Show the lines below that contain the string "ValidationError".

Task material:
☆ ☆ ☆ ☆

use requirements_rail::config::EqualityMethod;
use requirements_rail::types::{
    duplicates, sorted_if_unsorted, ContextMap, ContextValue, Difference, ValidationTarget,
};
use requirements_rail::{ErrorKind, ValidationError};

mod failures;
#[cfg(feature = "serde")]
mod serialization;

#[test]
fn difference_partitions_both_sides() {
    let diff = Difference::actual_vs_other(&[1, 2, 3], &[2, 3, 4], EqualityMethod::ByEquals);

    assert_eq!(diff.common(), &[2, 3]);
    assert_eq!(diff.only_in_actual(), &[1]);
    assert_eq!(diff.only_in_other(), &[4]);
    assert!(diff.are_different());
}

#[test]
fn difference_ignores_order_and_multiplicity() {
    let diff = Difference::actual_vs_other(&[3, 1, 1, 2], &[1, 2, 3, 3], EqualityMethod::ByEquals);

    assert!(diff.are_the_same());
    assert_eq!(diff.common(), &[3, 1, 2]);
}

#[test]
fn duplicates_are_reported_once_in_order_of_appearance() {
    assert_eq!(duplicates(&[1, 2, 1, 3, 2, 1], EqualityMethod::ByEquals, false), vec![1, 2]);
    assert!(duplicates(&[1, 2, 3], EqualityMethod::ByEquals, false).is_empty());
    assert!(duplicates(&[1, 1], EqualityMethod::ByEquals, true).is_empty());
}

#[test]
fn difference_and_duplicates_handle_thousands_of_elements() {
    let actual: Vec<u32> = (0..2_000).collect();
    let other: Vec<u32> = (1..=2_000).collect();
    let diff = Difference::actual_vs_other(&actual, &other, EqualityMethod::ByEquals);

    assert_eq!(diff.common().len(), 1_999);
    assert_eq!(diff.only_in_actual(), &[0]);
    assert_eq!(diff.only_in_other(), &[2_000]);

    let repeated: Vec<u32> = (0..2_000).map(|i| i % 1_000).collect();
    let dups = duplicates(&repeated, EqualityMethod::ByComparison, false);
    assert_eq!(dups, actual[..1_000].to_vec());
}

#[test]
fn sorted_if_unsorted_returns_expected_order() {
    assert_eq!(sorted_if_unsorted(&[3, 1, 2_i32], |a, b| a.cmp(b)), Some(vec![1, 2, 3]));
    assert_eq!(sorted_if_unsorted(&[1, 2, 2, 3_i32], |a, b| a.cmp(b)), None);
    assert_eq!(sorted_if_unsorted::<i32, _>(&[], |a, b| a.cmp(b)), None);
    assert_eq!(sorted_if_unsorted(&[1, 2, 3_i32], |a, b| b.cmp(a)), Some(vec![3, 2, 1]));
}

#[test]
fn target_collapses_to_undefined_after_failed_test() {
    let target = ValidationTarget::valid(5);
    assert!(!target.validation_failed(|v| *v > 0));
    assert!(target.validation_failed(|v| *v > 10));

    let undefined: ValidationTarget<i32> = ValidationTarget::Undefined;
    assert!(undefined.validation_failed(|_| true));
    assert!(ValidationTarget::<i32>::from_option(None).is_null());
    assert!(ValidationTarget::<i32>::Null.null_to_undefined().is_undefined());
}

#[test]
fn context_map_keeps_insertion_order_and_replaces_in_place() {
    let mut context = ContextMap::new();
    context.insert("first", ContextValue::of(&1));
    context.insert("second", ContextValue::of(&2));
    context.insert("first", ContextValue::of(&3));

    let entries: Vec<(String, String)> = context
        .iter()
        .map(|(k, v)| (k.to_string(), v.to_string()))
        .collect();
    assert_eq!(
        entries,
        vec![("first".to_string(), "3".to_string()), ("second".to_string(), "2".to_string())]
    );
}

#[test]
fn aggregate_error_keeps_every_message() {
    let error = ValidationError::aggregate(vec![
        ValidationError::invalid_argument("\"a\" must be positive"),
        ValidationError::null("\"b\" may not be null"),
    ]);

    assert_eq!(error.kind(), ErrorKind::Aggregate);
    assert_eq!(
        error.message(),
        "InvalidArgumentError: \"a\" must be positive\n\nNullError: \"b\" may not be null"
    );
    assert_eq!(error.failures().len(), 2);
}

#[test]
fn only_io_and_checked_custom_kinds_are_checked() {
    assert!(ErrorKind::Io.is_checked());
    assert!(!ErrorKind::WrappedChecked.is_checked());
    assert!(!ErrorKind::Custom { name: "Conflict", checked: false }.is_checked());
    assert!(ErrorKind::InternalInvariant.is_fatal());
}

☆ ☆ ☆ ☆

Solution to this exercise:
use requirements_rail::{ErrorKind, ValidationError};
    let error = ValidationError::aggregate(vec![
        ValidationError::invalid_argument("\"a\" must be positive"),
        ValidationError::null("\"b\" may not be null"),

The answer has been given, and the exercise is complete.